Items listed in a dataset
use engine_logging::{engine_debug, engine_trace};
use serde::Deserialize;
use url::Url;

use crate::remote::endpoint;
use crate::types::RemoteErrorKind;
use crate::{EngineSettings, RemoteError};

/// Decides whether the analysis service can take requests right now.
///
/// Asked once per request or batch; answers are never cached.
#[async_trait::async_trait]
pub trait HealthProbe: Send + Sync {
    /// Never fails: every problem reads as "not healthy".
    async fn is_healthy(&self) -> bool;
}

#[derive(Debug, Deserialize)]
struct HealthBody {
    status: String,
}

/// Probes `GET /api/health`.
#[derive(Debug, Clone)]
pub struct HttpHealthProbe {
    client: reqwest::Client,
    url: Url,
}

impl HttpHealthProbe {
    pub fn new(settings: &EngineSettings) -> Result<Self, RemoteError> {
        let client = reqwest::Client::builder()
            .connect_timeout(settings.health_timeout)
            .timeout(settings.health_timeout)
            .build()
            .map_err(|err| RemoteError::new(RemoteErrorKind::Network, err.to_string()))?;
        let url = endpoint(&settings.base_url, "api/health")?;
        Ok(Self { client, url })
    }
}

#[async_trait::async_trait]
impl HealthProbe for HttpHealthProbe {
    async fn is_healthy(&self) -> bool {
        let response = match self.client.get(self.url.clone()).send().await {
            Ok(response) => response,
            Err(err) => {
                engine_debug!("Health probe {} unreachable: {}", self.url, err);
                return false;
            }
        };

        let status = response.status();
        if !status.is_success() {
            engine_debug!("Health probe {} answered {}", self.url, status);
            return false;
        }

        let body = match response.bytes().await {
            Ok(body) => body,
            Err(err) => {
                engine_debug!("Health probe body unreadable: {}", err);
                return false;
            }
        };
        match serde_json::from_slice::<HealthBody>(&body) {
            Ok(health) => {
                engine_trace!("Health probe status {:?}", health.status);
                is_healthy_status(&health.status)
            }
            Err(err) => {
                engine_debug!("Health probe body malformed: {}", err);
                false
            }
        }
    }
}

fn is_healthy_status(status: &str) -> bool {
    let status = status.trim();
    status.eq_ignore_ascii_case("healthy") || status.eq_ignore_ascii_case("ok")
}

/// Always reports the service as down, forcing simulated mode.
#[derive(Debug, Clone, Copy, Default)]
pub struct OfflineProbe;

#[async_trait::async_trait]
impl HealthProbe for OfflineProbe {
    async fn is_healthy(&self) -> bool {
        false
    }
}

#[cfg(test)]
mod tests {
    use super::*;

    #[test]
    fn healthy_statuses() {
        assert!(is_healthy_status("healthy"));
        assert!(is_healthy_status(" OK "));
        assert!(!is_healthy_status("degraded"));
        assert!(!is_healthy_status(""));
    }
}
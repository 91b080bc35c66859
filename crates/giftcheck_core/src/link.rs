use std::collections::HashSet;
use std::fmt;
use std::sync::LazyLock;

use regex::Regex;
use serde::{Deserialize, Serialize};

/// Marker carried by VIP invite links.
const PRIVILEGED_MARKER: &str = "vip-invite-cashier";

/// Accepted link forms. New forms may be appended; existing ones must keep
/// matching what they matched before.
static ACCEPTED_PATTERNS: LazyLock<Vec<Regex>> = LazyLock::new(|| {
    [
        // Short redirect: http://163cn.tv/GBm6AHn
        r"^https?://163cn\.tv/[A-Za-z0-9_]+$",
        // VIP invite, anywhere in the line.
        r"vip-invite-cashier",
        // Long gift-receive page the short links redirect to.
        r"^https?://(?:[A-Za-z0-9-]+\.)*163\.com/\S*gift-receive\S*$",
    ]
    .iter()
    .map(|pattern| Regex::new(pattern).expect("accepted link pattern"))
    .collect()
});

/// A validated candidate link.
///
/// Only constructible through [`Link::parse`] (or deserialization, which
/// applies the same check), so every `Link` matches at least one accepted
/// pattern.
#[derive(Debug, Clone, PartialEq, Eq, Hash, PartialOrd, Ord, Serialize, Deserialize)]
#[serde(try_from = "String", into = "String")]
pub struct Link(String);

/// Returned when a line matches none of the accepted link patterns.
#[derive(Debug, Clone, PartialEq, Eq)]
pub struct LinkRejected(pub String);

impl fmt::Display for LinkRejected {
    fn fmt(&self, f: &mut fmt::Formatter<'_>) -> fmt::Result {
        write!(f, "not an accepted link: {:?}", self.0)
    }
}

impl std::error::Error for LinkRejected {}

impl Link {
    /// Trims `raw` and accepts it if it matches any accepted pattern.
    pub fn parse(raw: &str) -> Option<Self> {
        let trimmed = raw.trim();
        if trimmed.is_empty() || !is_accepted(trimmed) {
            return None;
        }
        Some(Self(trimmed.to_string()))
    }

    pub fn as_str(&self) -> &str {
        &self.0
    }

    /// VIP invite links are classified into the privileged category set.
    pub fn is_privileged(&self) -> bool {
        is_privileged_link(&self.0)
    }
}

impl fmt::Display for Link {
    fn fmt(&self, f: &mut fmt::Formatter<'_>) -> fmt::Result {
        f.write_str(&self.0)
    }
}

impl AsRef<str> for Link {
    fn as_ref(&self) -> &str {
        &self.0
    }
}

impl TryFrom<String> for Link {
    type Error = LinkRejected;

    fn try_from(value: String) -> Result<Self, Self::Error> {
        Link::parse(&value).ok_or(LinkRejected(value))
    }
}

impl From<Link> for String {
    fn from(link: Link) -> Self {
        link.0
    }
}

#[derive(Debug, Clone, Copy, PartialEq, Eq, Default)]
pub struct ValidationSummary {
    /// Non-empty lines after trimming.
    pub total: usize,
    pub valid: usize,
    pub invalid: usize,
}

pub fn is_privileged_link(link: &str) -> bool {
    link.contains(PRIVILEGED_MARKER)
}

fn is_accepted(line: &str) -> bool {
    ACCEPTED_PATTERNS.iter().any(|pattern| pattern.is_match(line))
}

/// Splits raw input into lines and keeps the accepted links, in input order.
///
/// Rejected lines are dropped silently; use [`validation_summary`] to count them.
pub fn parse_links(raw: &str) -> Vec<Link> {
    raw.lines().filter_map(Link::parse).collect()
}

pub fn validation_summary(raw: &str) -> ValidationSummary {
    let mut summary = ValidationSummary::default();
    for line in raw.lines().map(str::trim).filter(|line| !line.is_empty()) {
        summary.total += 1;
        if is_accepted(line) {
            summary.valid += 1;
        }
    }
    summary.invalid = summary.total - summary.valid;
    summary
}

/// Removes repeated links, keeping the first occurrence of each.
pub fn dedupe_links(links: Vec<Link>) -> Vec<Link> {
    let mut seen = HashSet::with_capacity(links.len());
    links
        .into_iter()
        .filter(|link| seen.insert(link.clone()))
        .collect()
}

#[cfg(test)]
mod tests {
    use super::*;

    #[test]
    fn short_and_invite_forms_are_accepted() {
        assert!(Link::parse("http://163cn.tv/GBm6AHn").is_some());
        assert!(Link::parse("https://163cn.tv/abc_123").is_some());
        assert!(Link::parse("https://y.music.163.com/m/vip-invite-cashier?token=x").is_some());
        assert!(Link::parse(
            "https://music.163.com/prime/m/gift-receive?d=abc&p=1&userid=42"
        )
        .is_some());
    }

    #[test]
    fn near_misses_are_rejected() {
        assert!(Link::parse("http://163cn.tv/").is_none());
        assert!(Link::parse("http://163cn.tv/abc/def").is_none());
        assert!(Link::parse("ftp://163cn.tv/abc").is_none());
        assert!(Link::parse("http://example.com/abc").is_none());
        assert!(Link::parse("   ").is_none());
    }

    #[test]
    fn short_link_code_is_ascii_only() {
        assert!(Link::parse("http://163cn.tv/中文").is_none());
        assert!(Link::parse("http://163cn.tv/abcé").is_none());
        assert!(validation_summary("http://163cn.tv/中文\n").invalid == 1);
    }

    #[test]
    fn privileged_predicate_follows_invite_marker() {
        let invite = Link::parse("https://y.music.163.com/m/vip-invite-cashier?t=1").unwrap();
        let gift = Link::parse("http://163cn.tv/abc").unwrap();
        assert!(invite.is_privileged());
        assert!(!gift.is_privileged());
    }

    #[test]
    fn dedupe_keeps_first_occurrence_order() {
        let links = parse_links("http://163cn.tv/b\nhttp://163cn.tv/a\nhttp://163cn.tv/b\n");
        let deduped = dedupe_links(links);
        let as_str: Vec<_> = deduped.iter().map(Link::as_str).collect();
        assert_eq!(as_str, vec!["http://163cn.tv/b", "http://163cn.tv/a"]);
    }
}
//! Giftcheck core: link validation, result model, aggregation and the pure
//! session state machine.
mod effect;
mod link;
mod msg;
mod query;
mod result;
mod state;
mod stats;
mod update;
mod view_model;

pub use effect::Effect;
pub use link::{
    dedupe_links, is_privileged_link, parse_links, validation_summary, Link, LinkRejected,
    ValidationSummary,
};
pub use msg::Msg;
pub use query::{
    paginate, select_links, sort_results, ExportSelection, Page, PrivilegeFilter, ResultFilter,
    SortKey, SortOrder, SortSpec,
};
pub use result::{
    AnalysisMode, Attributes, BatchConfig, Category, ClassificationResult, ResultStatus,
    DEFAULT_CONCURRENCY,
};
pub use state::{
    AppState, BatchId, BatchProgress, SessionSettings, SessionSnapshot, SessionState, SubmitStats,
    AUTO_SAVE_EVERY,
};
pub use stats::Statistics;
pub use update::update;
pub use view_model::{AppViewModel, ResultRowView};
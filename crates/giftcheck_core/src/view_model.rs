use crate::{
    AnalysisMode, BatchProgress, Category, ClassificationResult, Link, ResultStatus,
    SessionState, Statistics, SubmitStats,
};

#[derive(Debug, Clone, PartialEq, Default)]
pub struct AppViewModel {
    pub session: SessionState,
    pub mode: Option<AnalysisMode>,
    pub progress: BatchProgress,
    pub link_count: usize,
    pub statistics: Statistics,
    /// Current page of filtered, sorted results.
    pub rows: Vec<ResultRowView>,
    pub page: usize,
    pub total_pages: usize,
    /// Results passing the filter, across all pages.
    pub matching: usize,
    pub last_submit: Option<SubmitStats>,
    pub last_error: Option<String>,
    pub dirty: bool,
}

#[derive(Debug, Clone, PartialEq)]
pub struct ResultRowView {
    pub link: Link,
    pub status: ResultStatus,
    pub category: Category,
    pub privileged: bool,
    pub status_text: String,
    pub gift_type: Option<String>,
    pub price: Option<f64>,
    pub sender_name: Option<String>,
    pub expire_date: Option<String>,
}

impl From<&ClassificationResult> for ResultRowView {
    fn from(result: &ClassificationResult) -> Self {
        Self {
            link: result.link.clone(),
            status: result.status,
            category: result.category,
            privileged: result.privileged,
            status_text: result.status_text(),
            gift_type: result.attributes.gift_type.clone(),
            price: result.attributes.price,
            sender_name: result.attributes.sender_name.clone(),
            expire_date: result.attributes.expire_date.clone(),
        }
    }
}
use std::fs;
use std::io::{self, Write};
use std::path::{Path, PathBuf};

use engine_logging::{engine_info, engine_warn};
use giftcheck_core::{ClassificationResult, Link, SessionSettings, SessionSnapshot};
use serde::{Deserialize, Serialize};
use tempfile::NamedTempFile;
use thiserror::Error;

use crate::clock::now_ms;

pub const SESSION_FILENAME: &str = "giftcheck_session.ron";
pub const BACKUP_VERSION: &str = "2.0";

/// Everything needed to rebuild a session elsewhere, written as JSON.
#[derive(Debug, Clone, PartialEq, Serialize, Deserialize)]
pub struct SessionBackup {
    pub version: String,
    pub timestamp_ms: i64,
    pub settings: SessionSettings,
    pub links: Vec<Link>,
    pub results: Vec<ClassificationResult>,
}

impl SessionBackup {
    pub fn new(settings: SessionSettings, snapshot: SessionSnapshot) -> Self {
        Self {
            version: BACKUP_VERSION.to_string(),
            timestamp_ms: now_ms(),
            settings,
            links: snapshot.links,
            results: snapshot.results,
        }
    }

    pub fn into_snapshot(self) -> SessionSnapshot {
        SessionSnapshot {
            links: self.links,
            results: self.results,
        }
    }
}

#[derive(Debug, Error)]
pub enum StoreError {
    #[error("output directory missing or not writable: {0}")]
    OutputDir(String),
    #[error("io error: {0}")]
    Io(#[from] io::Error),
    #[error("could not encode session: {0}")]
    Encode(#[from] ron::Error),
    #[error("could not decode session: {0}")]
    Decode(#[from] ron::error::SpannedError),
    #[error("could not encode json: {0}")]
    Json(#[from] serde_json::Error),
}

/// Ensure output directory exists; create if missing.
pub fn ensure_output_dir(dir: &Path) -> Result<(), StoreError> {
    if dir.exists() {
        let meta = fs::metadata(dir).map_err(|e| StoreError::OutputDir(e.to_string()))?;
        if !meta.is_dir() {
            return Err(StoreError::OutputDir(format!(
                "{} is not a directory",
                dir.display()
            )));
        }
    } else {
        fs::create_dir_all(dir).map_err(|e| StoreError::OutputDir(e.to_string()))?;
    }
    // Writability probe.
    NamedTempFile::new_in(dir).map_err(|e| StoreError::OutputDir(e.to_string()))?;
    Ok(())
}

/// Writes `{dir}/{filename}` through a temp file in the same directory, then
/// renames it into place. Readers see the old content or the new, never a mix.
pub struct AtomicFileWriter {
    dir: PathBuf,
}

impl AtomicFileWriter {
    pub fn new(dir: PathBuf) -> Self {
        Self { dir }
    }

    pub fn write(&self, filename: &str, content: &str) -> Result<PathBuf, StoreError> {
        ensure_output_dir(&self.dir)?;

        let target = self.dir.join(filename);
        let mut tmp = NamedTempFile::new_in(&self.dir)?;
        tmp.write_all(content.as_bytes())?;
        tmp.flush()?;
        tmp.as_file_mut().sync_all()?;

        tmp.persist(&target).map_err(|e| StoreError::Io(e.error))?;
        Ok(target)
    }
}

/// Session snapshot and link exports, all under one output directory.
pub struct SessionStore {
    dir: PathBuf,
    writer: AtomicFileWriter,
}

impl SessionStore {
    pub fn new(dir: impl Into<PathBuf>) -> Self {
        let dir = dir.into();
        Self {
            writer: AtomicFileWriter::new(dir.clone()),
            dir,
        }
    }

    pub fn dir(&self) -> &Path {
        &self.dir
    }

    pub fn session_path(&self) -> PathBuf {
        self.dir.join(SESSION_FILENAME)
    }

    /// Missing file gives an empty snapshot. So does a file that cannot be
    /// read or decoded, after a warning; the next save overwrites it.
    pub fn load(&self) -> SessionSnapshot {
        let path = self.session_path();
        let content = match fs::read_to_string(&path) {
            Ok(text) => text,
            Err(err) if err.kind() == io::ErrorKind::NotFound => {
                return SessionSnapshot::default();
            }
            Err(err) => {
                engine_warn!("Failed to read session from {:?}: {}", path, err);
                return SessionSnapshot::default();
            }
        };

        match ron::from_str::<SessionSnapshot>(&content) {
            Ok(snapshot) => {
                engine_info!(
                    "Loaded session from {:?}: {} links, {} results",
                    path,
                    snapshot.links.len(),
                    snapshot.results.len()
                );
                snapshot
            }
            Err(err) => {
                engine_warn!("Failed to parse session from {:?}: {}", path, err);
                SessionSnapshot::default()
            }
        }
    }

    pub fn save(&self, snapshot: &SessionSnapshot) -> Result<PathBuf, StoreError> {
        let content = ron::ser::to_string_pretty(snapshot, ron::ser::PrettyConfig::new())?;
        let path = self.writer.write(SESSION_FILENAME, &content)?;
        engine_info!(
            "Saved session to {:?}: {} links, {} results",
            path,
            snapshot.links.len(),
            snapshot.results.len()
        );
        Ok(path)
    }

    /// One link per line.
    pub fn export_links(&self, filename: &str, links: &[String]) -> Result<PathBuf, StoreError> {
        let mut content = links.join("\n");
        if !content.is_empty() {
            content.push('\n');
        }
        let path = self.writer.write(filename, &content)?;
        engine_info!("Exported {} links to {:?}", links.len(), path);
        Ok(path)
    }

    /// Full result records as a pretty-printed JSON array.
    pub fn export_results(
        &self,
        filename: &str,
        results: &[ClassificationResult],
    ) -> Result<PathBuf, StoreError> {
        let content = serde_json::to_string_pretty(results)?;
        let path = self.writer.write(filename, &content)?;
        engine_info!("Exported {} results to {:?}", results.len(), path);
        Ok(path)
    }

    pub fn export_backup(
        &self,
        filename: &str,
        backup: &SessionBackup,
    ) -> Result<PathBuf, StoreError> {
        let content = serde_json::to_string_pretty(backup)?;
        let path = self.writer.write(filename, &content)?;
        engine_info!(
            "Wrote backup to {:?}: {} links, {} results",
            path,
            backup.links.len(),
            backup.results.len()
        );
        Ok(path)
    }
}
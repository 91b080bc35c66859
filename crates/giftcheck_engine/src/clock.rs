use chrono::{DateTime, FixedOffset, Utc};

/// The service reports dates in China Standard Time.
const DISPLAY_OFFSET_SECS: i32 = 8 * 3600;

/// Current time, Unix epoch milliseconds.
pub fn now_ms() -> i64 {
    Utc::now().timestamp_millis()
}

/// Formats an epoch-millisecond expiry for display, e.g. `2024-03-01 08:00:00 (UTC+8)`.
pub fn format_expiry(timestamp_ms: i64) -> Option<String> {
    let offset = FixedOffset::east_opt(DISPLAY_OFFSET_SECS)?;
    DateTime::from_timestamp_millis(timestamp_ms).map(|utc| {
        utc.with_timezone(&offset)
            .format("%Y-%m-%d %H:%M:%S (UTC+8)")
            .to_string()
    })
}

#[cfg(test)]
mod tests {
    use super::*;

    #[test]
    fn expiry_is_shown_in_utc_plus_eight() {
        assert_eq!(
            format_expiry(0).as_deref(),
            Some("1970-01-01 08:00:00 (UTC+8)")
        );
    }
}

* WHAT IS NEEDED
Check each line of the entries for "Exported" and copy those that have it.

* WRITTEN RESPONSE
        engine_info!("Exported {} links to {:?}", links.len(), path);
        engine_info!("Exported {} results to {:?}", results.len(), path);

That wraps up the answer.